The effort was part of a micromobility project the seaside city is working on with Rutgers to increase bike and scooter use in its transportation mix and develop a citywide bike network. The installation covered a two-block stretch that leads to the road that parallels the city’s boardwalk.
Using traffic cones, stencils, and spray chalk — as well as a pool noodle to maintain the proper distance from the curb — the researchers set up the trial bike lanes in April. They recorded the bike and e-scooter user experience before and after the bike lane installation with eye-tracking glasses and galvanic skin response sensors that record stress levels. The footage and lidar scans allowed them to simulate the on-site micromobility rider experience via a virtual reality headset in a campus VR lab. Traffic camera footage provided further information on interactions among bikes, scooters, cars, buses, and pedestrians.
The pop-up bike lanes operated for several weeks in April, and the researchers surveyed community residents on their experience using them.
Defining the bike lane — in particular, the use of traffic cones to create tighter turn radiuses at intersections — succeeded in encouraging slower speeds and safer driving, the researchers reported, but the cones blew over in heavy winds, thus they recommended permanent delineators at those intersections. The bike lanes proved popular with surveyed residents as well, with about 90% of the respondents supporting making them permanent.

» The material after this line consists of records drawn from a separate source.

#[cfg(test)]
mod tests {
    use super::*;
    use crate::fetch::testing::StaticFetcher;
    use std::fs;

    const LISTING: &str = "https://stub.test/news/";

    /// Serves a fixed candidate list for every listing URL. With `article_dates`
    /// on, each article page body is used as the candidate's date text.
    struct StubSource {
        settings: SourceSettings,
        listings: Vec<String>,
        items: Vec<Candidate>,
        article_dates: bool,
    }

    impl StubSource {
        fn new(items: Vec<Candidate>) -> Self {
            Self {
                settings: SourceSettings {
                    id: "stub.test".to_string(),
                    keyword_filter: false,
                    keyword_match: KeywordMatch::default(),
                    min_year: None,
                    checked_file: None,
                },
                listings: vec![LISTING.to_string()],
                items,
                article_dates: false,
            }
        }
    }

    impl Source for StubSource {
        fn settings(&self) -> &SourceSettings {
            &self.settings
        }

        fn listing_urls(&self) -> Vec<String> {
            self.listings.clone()
        }

        fn extract(&self, _url: &str, _body: &str) -> Result<Vec<Candidate>, ExtractError> {
            Ok(self.items.clone())
        }

        fn enriches(&self) -> bool {
            self.article_dates
        }

        async fn enrich<F: Fetch>(&self, mut candidate: Candidate, fetcher: &F) -> Result<Candidate, FetchError> {
            candidate.date_text = Some(fetcher.get_text(&candidate.url).await?);
            Ok(candidate)
        }
    }

    fn item(path: &str, title: &str, date: &str) -> Candidate {
        Candidate::new(format!("https://stub.test/{path}"))
            .with_title(title)
            .with_date(date)
    }

    fn setup() -> (tempfile::TempDir, Ledger, StaticFetcher) {
        let dir = tempfile::tempdir().unwrap();
        let ledger = Ledger::open(dir.path().join("articles.csv"));
        let fetcher = StaticFetcher::new().with_page(LISTING, "<html></html>");
        (dir, ledger, fetcher)
    }

    fn data_lines(ledger: &Ledger) -> Vec<String> {
        fs::read_to_string(ledger.path())
            .unwrap()
            .lines()
            .skip(1)
            .map(str::to_string)
            .collect()
    }

    #[tokio::test]
    async fn test_new_items_are_appended_in_date_order() {
        let (_dir, ledger, fetcher) = setup();
        let source = StubSource::new(vec![
            item("b", "B", "2025-05-02T00:00:00Z"),
            item("a", "A", "2025-05-01T00:00:00Z"),
            item("c", "C", "2025-05-03T00:00:00Z"),
        ]);

        let report = Harvester::new(&ledger, &fetcher, 2025)
            .run(&source, &Keywords::default())
            .await
            .unwrap();

        assert_eq!(report.extracted, 3);
        assert_eq!(report.appended, 3);
        assert_eq!(
            data_lines(&ledger),
            vec![
                "2025-05-01T00:00:00+00:00,stub.test,https://stub.test/a,A,",
                "2025-05-02T00:00:00+00:00,stub.test,https://stub.test/b,B,",
                "2025-05-03T00:00:00+00:00,stub.test,https://stub.test/c,C,",
            ]
        );
    }

    #[tokio::test]
    async fn test_known_url_is_skipped() {
        let (_dir, ledger, fetcher) = setup();
        let existing = item("x", "X", "2025-03-01T00:00:00Z");
        ledger
            .append(vec![ArticleRecord::new(
                parse_datetime("2025-03-01T00:00:00Z").unwrap(),
                "stub.test",
                existing.url.clone(),
                "X",
            )])
            .unwrap();

        let source = StubSource::new(vec![existing, item("y", "Y", "2025-03-02T00:00:00Z")]);
        let report = Harvester::new(&ledger, &fetcher, 2025)
            .run(&source, &Keywords::default())
            .await
            .unwrap();

        assert_eq!(report.duplicates, 1);
        assert_eq!(report.appended, 1);
        let lines = data_lines(&ledger);
        assert_eq!(lines.len(), 2);
        assert!(lines[1].contains("https://stub.test/y"));
    }

    #[tokio::test]
    async fn test_items_before_cutoff_year_are_dropped() {
        let (_dir, ledger, fetcher) = setup();
        let source = StubSource::new(vec![
            item("old", "Old", "2024-12-31T23:59:59Z"),
            item("new", "New", "2025-01-01T00:00:00Z"),
        ]);

        let report = Harvester::new(&ledger, &fetcher, 2025)
            .run(&source, &Keywords::default())
            .await
            .unwrap();

        assert_eq!(report.too_old, 1);
        assert_eq!(report.appended, 1);
        assert!(!data_lines(&ledger).iter().any(|l| l.starts_with("2024")));
    }

    #[tokio::test]
    async fn test_source_min_year_overrides_global() {
        let (_dir, ledger, fetcher) = setup();
        let mut source = StubSource::new(vec![item("old", "Old", "2024-06-01")]);
        source.settings.min_year = Some(2024);

        let report = Harvester::new(&ledger, &fetcher, 2025)
            .run(&source, &Keywords::default())
            .await
            .unwrap();
        assert_eq!(report.appended, 1);
    }

    #[tokio::test]
    async fn test_rerun_appends_nothing() {
        let (_dir, ledger, fetcher) = setup();
        let source = StubSource::new(vec![
            item("a", "A", "2025-05-01T00:00:00Z"),
            item("b", "B", "2025-05-02T00:00:00Z"),
        ]);
        let harvester = Harvester::new(&ledger, &fetcher, 2025);

        harvester.run(&source, &Keywords::default()).await.unwrap();
        let before = fs::read(ledger.path()).unwrap();

        let report = harvester.run(&source, &Keywords::default()).await.unwrap();
        assert_eq!(report.appended, 0);
        assert_eq!(report.duplicates, 2);
        assert_eq!(fs::read(ledger.path()).unwrap(), before);
    }

    #[tokio::test]
    async fn test_undated_items_are_dropped_not_stamped_now() {
        let (_dir, ledger, fetcher) = setup();
        let source = StubSource::new(vec![
            Candidate::new("https://stub.test/nodate").with_title("No date"),
            item("garbled", "Garbled", "sometime last week"),
            item("ok", "Fine", "8 May 2025"),
        ]);

        let report = Harvester::new(&ledger, &fetcher, 2025)
            .run(&source, &Keywords::default())
            .await
            .unwrap();

        assert_eq!(report.undated, 2);
        assert_eq!(data_lines(&ledger), vec!["2025-05-08T00:00:00+00:00,stub.test,https://stub.test/ok,Fine,"]);
    }

    #[tokio::test]
    async fn test_repeated_url_within_run_is_appended_once() {
        let (_dir, ledger, fetcher) = setup();
        let mut source = StubSource::new(vec![item("a", "A", "2025-05-01")]);
        source.listings.push(LISTING.to_string());

        let report = Harvester::new(&ledger, &fetcher, 2025)
            .run(&source, &Keywords::default())
            .await
            .unwrap();

        assert_eq!(report.fetched, 2);
        assert_eq!(report.duplicates, 1);
        assert_eq!(report.appended, 1);
    }

    #[tokio::test]
    async fn test_failed_listing_does_not_stop_others() {
        let (_dir, ledger, fetcher) = setup();
        let mut source = StubSource::new(vec![item("a", "A", "2025-05-01")]);
        source.listings.insert(0, "https://stub.test/missing".to_string());

        let report = Harvester::new(&ledger, &fetcher, 2025)
            .run(&source, &Keywords::default())
            .await
            .unwrap();

        assert_eq!(report.failed_listings, 1);
        assert_eq!(report.fetched, 1);
        assert_eq!(report.appended, 1);
    }

    #[tokio::test]
    async fn test_keyword_filter_records_rejections() {
        let (dir, ledger, fetcher) = setup();
        let memo_path = dir.path().join("stub_checked.txt");
        let mut source = StubSource::new(vec![
            item("hit", "ASIC bans crypto lender", "2025-05-01"),
            item("miss", "Quarterly enforcement report", "2025-05-02"),
        ]);
        source.settings.keyword_filter = true;
        source.settings.checked_file = Some(memo_path.clone());
        let keywords = Keywords::new(["crypto"]);
        let harvester = Harvester::new(&ledger, &fetcher, 2025);

        let report = harvester.run(&source, &keywords).await.unwrap();
        assert_eq!(report.filtered_out, 1);
        assert_eq!(report.appended, 1);
        assert_eq!(fs::read_to_string(&memo_path).unwrap(), "https://stub.test/miss\n");

        let report = harvester.run(&source, &keywords).await.unwrap();
        assert_eq!(report.duplicates, 2);
        assert_eq!(report.filtered_out, 0);
    }

    #[tokio::test]
    async fn test_empty_keyword_list_disables_filter() {
        let (_dir, ledger, fetcher) = setup();
        let mut source = StubSource::new(vec![item("a", "Unrelated", "2025-05-01")]);
        source.settings.keyword_filter = true;

        let report = Harvester::new(&ledger, &fetcher, 2025)
            .run(&source, &Keywords::default())
            .await
            .unwrap();
        assert_eq!(report.appended, 1);
    }

    #[tokio::test]
    async fn test_enrich_fills_date_and_failures_drop() {
        let (_dir, ledger, fetcher) = setup();
        let fetcher = fetcher.with_page("https://stub.test/a", "14 May 2025");
        let mut source = StubSource::new(vec![
            Candidate::new("https://stub.test/a").with_title("A"),
            Candidate::new("https://stub.test/gone").with_title("Gone"),
        ]);
        source.article_dates = true;

        let report = Harvester::new(&ledger, &fetcher, 2025)
            .run(&source, &Keywords::default())
            .await
            .unwrap();

        assert_eq!(report.enrich_failed, 1);
        assert_eq!(report.appended, 1);
        assert_eq!(
            fetcher.requested(),
            vec![LISTING, "https://stub.test/a", "https://stub.test/gone"]
        );
    }

    #[tokio::test]
    async fn test_missing_title_gets_placeholder() {
        let (_dir, ledger, fetcher) = setup();
        let source = StubSource::new(vec![Candidate::new("https://stub.test/a").with_date("2025-05-01")]);

        Harvester::new(&ledger, &fetcher, 2025)
            .run(&source, &Keywords::default())
            .await
            .unwrap();
        assert_eq!(
            data_lines(&ledger),
            vec!["2025-05-01T00:00:00+00:00,stub.test,https://stub.test/a,Title not found,"]
        );
    }

    #[tokio::test]
    async fn test_malformed_ledger_aborts_source() {
        let (_dir, ledger, fetcher) = setup();
        fs::write(ledger.path(), "when,where,what\n").unwrap();
        let source = StubSource::new(vec![item("a", "A", "2025-05-01")]);

        let err = Harvester::new(&ledger, &fetcher, 2025)
            .run(&source, &Keywords::default())
            .await
            .unwrap_err();
        assert!(matches!(err, HarvestError::Ledger(LedgerError::Header { .. })));
        assert_eq!(fs::read_to_string(ledger.path()).unwrap(), "when,where,what\n");
        assert!(fetcher.requested().is_empty());
    }

    #[test]
    fn test_resolve_urls() {
        let resolved = resolve_urls(
            "https://asic.gov.au/newsroom/media-releases/",
            vec![
                Candidate::new("/about/news/25-100mr-title/"),
                Candidate::new("https://elsewhere.test/x"),
                Candidate::new("   "),
            ],
        );
        let urls: Vec<_> = resolved.iter().map(|c| c.url.as_str()).collect();
        assert_eq!(
            urls,
            vec!["https://asic.gov.au/about/news/25-100mr-title/", "https://elsewhere.test/x"]
        );
    }
}
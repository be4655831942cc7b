//! Relays un-notified ledger rows to a messaging channel.
//!
//! Each pending row becomes one message. Rows whose delivery succeeds are
//! flagged `+` in a single rewrite at the end of the run; failed rows stay
//! pending and are retried next time.

use serde::Deserialize;
use serde_json::json;
use std::time::Duration;
use thiserror::Error;
use tracing::{debug, info, instrument, warn};

use crate::ledger::{Ledger, LedgerError};
use crate::models::{DoneFlag, LedgerRow};
use crate::utils::truncate_for_log;

const TELEGRAM_API: &str = "https://api.telegram.org";

#[derive(Debug, Error)]
pub enum DeliveryError {
    #[error("could not build HTTP client: {0}")]
    Client(#[source] reqwest::Error),

    #[error("request failed: {0}")]
    Request(#[source] reqwest::Error),

    #[error("rejected with HTTP {status}: {description}")]
    Rejected { status: u16, description: String },
}

/// Somewhere a formatted message can be sent.
pub trait DeliveryChannel {
    async fn deliver(&self, message: &str) -> Result<(), DeliveryError>;
}

/// Telegram Bot API `sendMessage` with HTML formatting.
#[derive(Debug, Clone)]
pub struct TelegramChannel {
    client: reqwest::Client,
    token: String,
    chat_id: String,
}

#[derive(Debug, Deserialize)]
struct TelegramResponse {
    ok: bool,
    #[serde(default)]
    description: Option<String>,
}

impl TelegramChannel {
    pub fn new(token: impl Into<String>, chat_id: impl Into<String>, timeout: Duration) -> Result<Self, DeliveryError> {
        let client = reqwest::Client::builder()
            .timeout(timeout)
            .build()
            .map_err(DeliveryError::Client)?;
        Ok(Self {
            client,
            token: token.into(),
            chat_id: chat_id.into(),
        })
    }
}

impl DeliveryChannel for TelegramChannel {
    #[instrument(level = "debug", skip_all, fields(chat_id = %self.chat_id))]
    async fn deliver(&self, message: &str) -> Result<(), DeliveryError> {
        let url = format!("{TELEGRAM_API}/bot{}/sendMessage", self.token);
        let response = self
            .client
            .post(&url)
            .json(&json!({
                "chat_id": self.chat_id,
                "text": message,
                "parse_mode": "HTML",
            }))
            .send()
            .await
            .map_err(|e| DeliveryError::Request(e.without_url()))?;

        let status = response.status();
        let body = response
            .text()
            .await
            .map_err(|e| DeliveryError::Request(e.without_url()))?;
        let parsed: Option<TelegramResponse> = serde_json::from_str(&body).ok();

        match parsed {
            Some(TelegramResponse { ok: true, .. }) if status.is_success() => {
                debug!("Message delivered");
                Ok(())
            }
            parsed => Err(DeliveryError::Rejected {
                status: status.as_u16(),
                description: parsed
                    .and_then(|r| r.description)
                    .unwrap_or_else(|| truncate_for_log(&body, 200)),
            }),
        }
    }
}

/// Outcome of one notifier run.
#[derive(Debug, Clone, Default, PartialEq, Eq)]
pub struct NotifyReport {
    pub pending: usize,
    pub delivered: usize,
    pub failed: usize,
}

#[derive(Debug, Clone, Default)]
pub struct Notifier {
    delay: Duration,
}

impl Notifier {
    /// `delay` is waited between delivery attempts, never after the last one.
    pub fn new(delay: Duration) -> Self {
        Self { delay }
    }

    /// Deliver every pending row and flag the delivered ones.
    ///
    /// A missing or empty ledger is created with its header and nothing is
    /// sent. The ledger is rewritten only if at least one delivery succeeded.
    ///
    /// # Errors
    ///
    /// Ledger read or rewrite failures. Delivery failures are per-row and are
    /// only counted.
    #[instrument(level = "info", skip_all, fields(path = %ledger.path().display()))]
    pub async fn run<C: DeliveryChannel>(&self, ledger: &Ledger, channel: &C) -> Result<NotifyReport, LedgerError> {
        if ledger.ensure_initialized()? {
            info!("Ledger was missing or empty; initialized it, nothing to send");
            return Ok(NotifyReport::default());
        }

        let mut entries = ledger.read_all()?;
        let pending: Vec<usize> = entries
            .iter()
            .enumerate()
            .filter(|(_, entry)| entry.row().is_some_and(|row| row.done_flag() == DoneFlag::Pending))
            .map(|(i, _)| i)
            .collect();

        let mut report = NotifyReport {
            pending: pending.len(),
            ..NotifyReport::default()
        };
        if pending.is_empty() {
            info!("No pending rows");
            return Ok(report);
        }

        for (attempt, &index) in pending.iter().enumerate() {
            if attempt > 0 && !self.delay.is_zero() {
                tokio::time::sleep(self.delay).await;
            }
            let Some(row) = entries[index].row() else {
                continue;
            };
            match channel.deliver(&format_message(row)).await {
                Ok(()) => {
                    info!(row = index + 1, title = %row.title, "Delivered");
                    entries[index].mark_done();
                    report.delivered += 1;
                }
                Err(e) => {
                    warn!(row = index + 1, url = %row.url, error = %e, "Delivery failed; will retry next run");
                    report.failed += 1;
                }
            }
        }

        if report.delivered > 0 {
            ledger.rewrite(&entries)?;
        }
        info!(
            pending = report.pending,
            delivered = report.delivered,
            failed = report.failed,
            "Notifier run complete"
        );
        Ok(report)
    }
}

/// Render a ledger row as an HTML chat message.
pub fn format_message(row: &LedgerRow) -> String {
    let link = if row.url.trim().is_empty() {
        "No URL provided".to_string()
    } else {
        let url = escape_html(&row.url);
        format!("<a href=\"{url}\">{url}</a>")
    };
    format!(
        "\u{1f4f0} <b>New Article Found!</b>\n\n\
         <b>Date:</b> {}\n\
         <b>Source:</b> {}\n\
         <b>Title:</b> {}\n\
         <b>Link:</b> {link}",
        escape_html(&row.date),
        escape_html(&row.source),
        escape_html(&row.title),
    )
}

fn escape_html(s: &str) -> String {
    let mut out = String::with_capacity(s.len());
    for c in s.chars() {
        match c {
            '&' => out.push_str("&amp;"),
            '<' => out.push_str("&lt;"),
            '>' => out.push_str("&gt;"),
            '"' => out.push_str("&quot;"),
            _ => out.push(c),
        }
    }
    out
}
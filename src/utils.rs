//! Small text helpers shared by the harvesters and the notifier.
//!
//! - Whitespace collapsing for scraped element text
//! - HTML-to-text conversion for rendered titles and feed summaries
//! - String truncation for logging

use scraper::{ElementRef, Html};

/// Collapse every run of whitespace to a single space and trim the ends.
pub fn collapse_whitespace(s: &str) -> String {
    s.split_whitespace().collect::<Vec<_>>().join(" ")
}

/// Text content of an element, whitespace-collapsed.
///
/// Text nodes are concatenated as-is, so inline markup inside a word
/// (`Stable<b>coin</b>`) does not split it.
pub fn element_text(element: ElementRef<'_>) -> String {
    collapse_whitespace(&element.text().collect::<String>())
}

/// Strip tags from an HTML fragment and decode its entities.
///
/// WordPress serves `title.rendered` as HTML (`Bitcoin &#8211; the &amp; sign`),
/// and feed descriptions often embed markup.
///
/// # Examples
///
/// ```ignore
/// assert_eq!(html_to_text("<p>AUSTRAC &amp; ASIC</p>"), "AUSTRAC & ASIC");
/// ```
pub fn html_to_text(fragment: &str) -> String {
    if !fragment.contains(['<', '&']) {
        return collapse_whitespace(fragment);
    }
    let parsed = Html::parse_fragment(fragment);
    element_text(parsed.root_element())
}

/// Truncate a string for logging purposes.
///
/// Long strings are cut to at most `max` bytes, on a character boundary, with
/// an ellipsis and the number of dropped bytes appended.
///
/// # Examples
///
/// ```ignore
/// assert_eq!(truncate_for_log("short", 100), "short");
/// assert_eq!(truncate_for_log(&"a".repeat(500), 10), "aaaaaaaaaa…(+490 bytes)");
/// ```
pub fn truncate_for_log(s: &str, max: usize) -> String {
    if s.len() <= max {
        return s.to_string();
    }
    let mut cut = max;
    while !s.is_char_boundary(cut) {
        cut -= 1;
    }
    format!("{}…(+{} bytes)", &s[..cut], s.len() - cut)
}
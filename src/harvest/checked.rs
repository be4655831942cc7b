//! Memo of URLs a source has already inspected and rejected.
//!
//! Keyword-filtered sources that fetch every article page would otherwise
//! re-download the same non-matching pages on every run. Rejected URLs are
//! appended here, one per line, as soon as they are rejected.

use std::collections::HashSet;
use std::fs::{self, OpenOptions};
use std::io::{self, Write};
use std::path::{Path, PathBuf};
use tracing::{debug, info};

#[derive(Debug)]
pub struct CheckedUrls {
    path: PathBuf,
    urls: HashSet<String>,
}

impl CheckedUrls {
    /// Load the memo at `path`. A missing file is an empty memo.
    pub fn load(path: impl Into<PathBuf>) -> io::Result<Self> {
        let path = path.into();
        let urls = match fs::read_to_string(&path) {
            Ok(contents) => contents
                .lines()
                .map(str::trim)
                .filter(|line| !line.is_empty())
                .map(str::to_string)
                .collect(),
            Err(e) if e.kind() == io::ErrorKind::NotFound => HashSet::new(),
            Err(e) => return Err(e),
        };
        info!(path = %path.display(), count = urls.len(), "Loaded checked URLs");
        Ok(Self { path, urls })
    }

    pub fn path(&self) -> &Path {
        &self.path
    }

    pub fn contains(&self, url: &str) -> bool {
        self.urls.contains(url)
    }

    pub fn len(&self) -> usize {
        self.urls.len()
    }

    /// Remember `url` and append it to the file. Known URLs are not written twice.
    pub fn record(&mut self, url: &str) -> io::Result<()> {
        if !self.urls.insert(url.to_string()) {
            return Ok(());
        }
        if let Some(parent) = self.path.parent().filter(|p| !p.as_os_str().is_empty()) {
            fs::create_dir_all(parent)?;
        }
        let mut file = OpenOptions::new().create(true).append(true).open(&self.path)?;
        writeln!(file, "{url}")?;
        debug!(%url, "Recorded checked URL");
        Ok(())
    }
}
//! Commits the ledger and pushes it to a git remote.

use std::path::{Path, PathBuf};
use thiserror::Error;
use tokio::process::Command;
use tracing::{debug, info, instrument};

use crate::config::PublisherConfig;
use crate::utils::truncate_for_log;

#[derive(Debug, Error)]
pub enum PublishError {
    #[error("ledger path {} has no file name", .0.display())]
    Path(PathBuf),

    #[error("could not run `{command}`: {source}")]
    Spawn {
        command: String,
        #[source]
        source: std::io::Error,
    },

    #[error("`{command}` exited with {code}: {stderr}")]
    Command {
        command: String,
        code: String,
        stderr: String,
    },
}

#[derive(Debug, Clone)]
pub struct Publisher {
    remote: String,
    branch: String,
    message: String,
    program: String,
}

impl Publisher {
    pub fn new(config: &PublisherConfig) -> Self {
        Self {
            remote: config.remote.clone(),
            branch: config.branch.clone(),
            message: config.message.clone(),
            program: "git".to_string(),
        }
    }

    /// Run a different executable in place of `git`.
    pub fn with_program(mut self, program: impl Into<String>) -> Self {
        self.program = program.into();
        self
    }

    /// `git add`, `git commit` and `git push` the ledger, in the ledger's
    /// directory. Any failing step stops the sequence, including a commit with
    /// nothing to commit.
    #[instrument(level = "info", skip(self), fields(remote = %self.remote, branch = %self.branch))]
    pub async fn publish(&self, ledger_path: &Path) -> Result<(), PublishError> {
        let file_name = ledger_path
            .file_name()
            .ok_or_else(|| PublishError::Path(ledger_path.to_path_buf()))?;
        let workdir = match ledger_path.parent() {
            Some(parent) if !parent.as_os_str().is_empty() => parent.to_path_buf(),
            _ => PathBuf::from("."),
        };
        let file_name = file_name.to_string_lossy().into_owned();
        let refspec = format!("HEAD:{}", self.branch);

        let steps: [Vec<&str>; 3] = [
            vec!["add", file_name.as_str()],
            vec!["commit", "-m", self.message.as_str()],
            vec!["push", self.remote.as_str(), refspec.as_str()],
        ];
        for args in steps {
            self.run(&workdir, &args).await?;
        }
        info!("Published ledger");
        Ok(())
    }

    async fn run(&self, workdir: &Path, args: &[&str]) -> Result<(), PublishError> {
        let command = format!("{} {}", self.program, args.join(" "));
        debug!(%command, workdir = %workdir.display(), "Running");

        let output = Command::new(&self.program)
            .args(args)
            .current_dir(workdir)
            .output()
            .await
            .map_err(|source| PublishError::Spawn {
                command: command.clone(),
                source,
            })?;

        if !output.status.success() {
            let stderr = String::from_utf8_lossy(&output.stderr);
            let stdout = String::from_utf8_lossy(&output.stdout);
            // git reports "nothing to commit" on stdout.
            let detail = if stderr.trim().is_empty() { stdout } else { stderr };
            return Err(PublishError::Command {
                command,
                code: output
                    .status
                    .code()
                    .map_or_else(|| "signal".to_string(), |c| c.to_string()),
                stderr: truncate_for_log(detail.trim(), 1000),
            });
        }

        let stdout = String::from_utf8_lossy(&output.stdout);
        if !stdout.trim().is_empty() {
            debug!(stdout = %truncate_for_log(stdout.trim(), 500), "Command output");
        }
        Ok(())
    }
}

#[cfg(test)]
mod tests {
    use super::*;

    fn publisher(program: &str) -> Publisher {
        Publisher::new(&PublisherConfig::default()).with_program(program)
    }

    #[tokio::test]
    async fn test_successful_steps() {
        let dir = tempfile::tempdir().unwrap();
        let ledger = dir.path().join("articles.csv");
        publisher("true").publish(&ledger).await.unwrap();
    }

    #[tokio::test]
    async fn test_failing_step_is_an_error() {
        let dir = tempfile::tempdir().unwrap();
        let err = publisher("false")
            .publish(&dir.path().join("articles.csv"))
            .await
            .unwrap_err();
        match err {
            PublishError::Command { command, code, .. } => {
                assert_eq!(command, "false add articles.csv");
                assert_eq!(code, "1");
            }
            other => panic!("unexpected error: {other}"),
        }
    }

    #[tokio::test]
    async fn test_missing_program_is_a_spawn_error() {
        let err = publisher("definitely-not-a-real-git-binary")
            .publish(Path::new("articles.csv"))
            .await
            .unwrap_err();
        assert!(matches!(err, PublishError::Spawn { .. }));
    }

    #[tokio::test]
    async fn test_path_without_file_name() {
        let err = publisher("true").publish(Path::new("/")).await.unwrap_err();
        assert!(matches!(err, PublishError::Path(_)));
    }
}
//! HTTP fetching.
//!
//! Harvesters only ever need "GET this URL as text", so that is the whole
//! [`Fetch`] surface. [`HttpFetcher`] is the reqwest-backed implementation;
//! tests substitute fixture pages.

use std::time::{Duration, Instant};
use thiserror::Error;
use tracing::{debug, instrument, warn};

/// Errors raised while fetching a page.
#[derive(Debug, Error)]
pub enum FetchError {
    #[error("could not build HTTP client: {0}")]
    Client(#[source] reqwest::Error),

    #[error("request to {url} failed: {source}")]
    Request {
        url: String,
        #[source]
        source: reqwest::Error,
    },

    #[error("{url} returned HTTP {status}")]
    Status { url: String, status: u16 },
}

/// Read-only, stateless page retrieval.
pub trait Fetch {
    /// Fetch `url` and return the response body as text.
    ///
    /// Non-success HTTP statuses are errors.
    async fn get_text(&self, url: &str) -> Result<String, FetchError>;
}

/// [`Fetch`] over a shared reqwest client with a per-request timeout.
#[derive(Debug, Clone)]
pub struct HttpFetcher {
    client: reqwest::Client,
}

impl HttpFetcher {
    pub fn new(timeout: Duration, user_agent: &str) -> Result<Self, FetchError> {
        let client = reqwest::Client::builder()
            .timeout(timeout)
            .user_agent(user_agent)
            .build()
            .map_err(FetchError::Client)?;
        Ok(Self { client })
    }
}

impl Fetch for HttpFetcher {
    #[instrument(level = "debug", skip(self))]
    async fn get_text(&self, url: &str) -> Result<String, FetchError> {
        let t0 = Instant::now();
        let request_err = |source| FetchError::Request {
            url: url.to_string(),
            source,
        };

        let response = self.client.get(url).send().await.map_err(request_err)?;
        let status = response.status();
        if !status.is_success() {
            warn!(%url, status = status.as_u16(), "Non-success response");
            return Err(FetchError::Status {
                url: url.to_string(),
                status: status.as_u16(),
            });
        }

        let body = response.text().await.map_err(request_err)?;
        debug!(
            %url,
            bytes = body.len(),
            elapsed_ms = t0.elapsed().as_millis() as u64,
            "Fetched page"
        );
        Ok(body)
    }
}

#[cfg(test)]
pub mod testing {
    //! Fixture fetcher for harvester tests.

    use super::*;
    use std::collections::HashMap;
    use std::sync::Mutex;

    /// Serves canned bodies by exact URL; anything else is a 404.
    #[derive(Debug, Default)]
    pub struct StaticFetcher {
        pages: HashMap<String, String>,
        requested: Mutex<Vec<String>>,
    }

    impl StaticFetcher {
        pub fn new() -> Self {
            Self::default()
        }

        pub fn with_page(mut self, url: &str, body: &str) -> Self {
            self.pages.insert(url.to_string(), body.to_string());
            self
        }

        /// URLs requested so far, in order.
        pub fn requested(&self) -> Vec<String> {
            self.requested.lock().unwrap().clone()
        }
    }

    impl Fetch for StaticFetcher {
        async fn get_text(&self, url: &str) -> Result<String, FetchError> {
            self.requested.lock().unwrap().push(url.to_string());
            self.pages.get(url).cloned().ok_or_else(|| FetchError::Status {
                url: url.to_string(),
                status: 404,
            })
        }
    }
}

Polli Schildge of the Asbury Park Complete Streets Coalition said that while the lane was “positively received, it was a little vague. People didn't get it. When they were directed to it, they felt more comfortable there.”
The research team concluded that virtual simulation “has major limitations” in such research. “Riding a scooter is difficult to simulate virtually,” it said, and some users experienced nausea akin to motion sickness when using the VR headsets. “However, the 3D digital environment is very beneficial for modeling potential changes in the built environment,” the report stated.
In addition to making recommendations for permanent changes to the roads and intersections studied, the researchers shared lessons learned from their project:
- Find a control site that does not have a bike lane to compare changes in traffic and speed.
- Evaluate a project for an entire year to see seasonal variations in traffic patterns.
- In addition to monitoring usage, researchers should survey users for their experiences. The Rutgers researchers admit they erred by only surveying bike or scooter users and not motorists.
- Publicize the project on social media and look for other ways to reach affected road users.
The researchers noted they failed to notify bus drivers about how to adjust operations where the bike lane passed in front of a bus stop. While the design allowed the bus to enter the bike lane to pick up and drop off passengers at the curb in front of the stop, some drivers did not pull over. Rutgers project chief Leigh Ann Von Hagen said “That's something that definitely needs to be worked on.”
Rutgers is evaluating the project before the city decides whether to construct a permanent bike lane in that location. The temporary lane wasn't continued over the summer. “That was a little disappointing,” said Rutgers postdoctoral research associate Hannah Younes. Asbury Park “didn't want to do construction work during the summer because it [involves] a busy intersection.”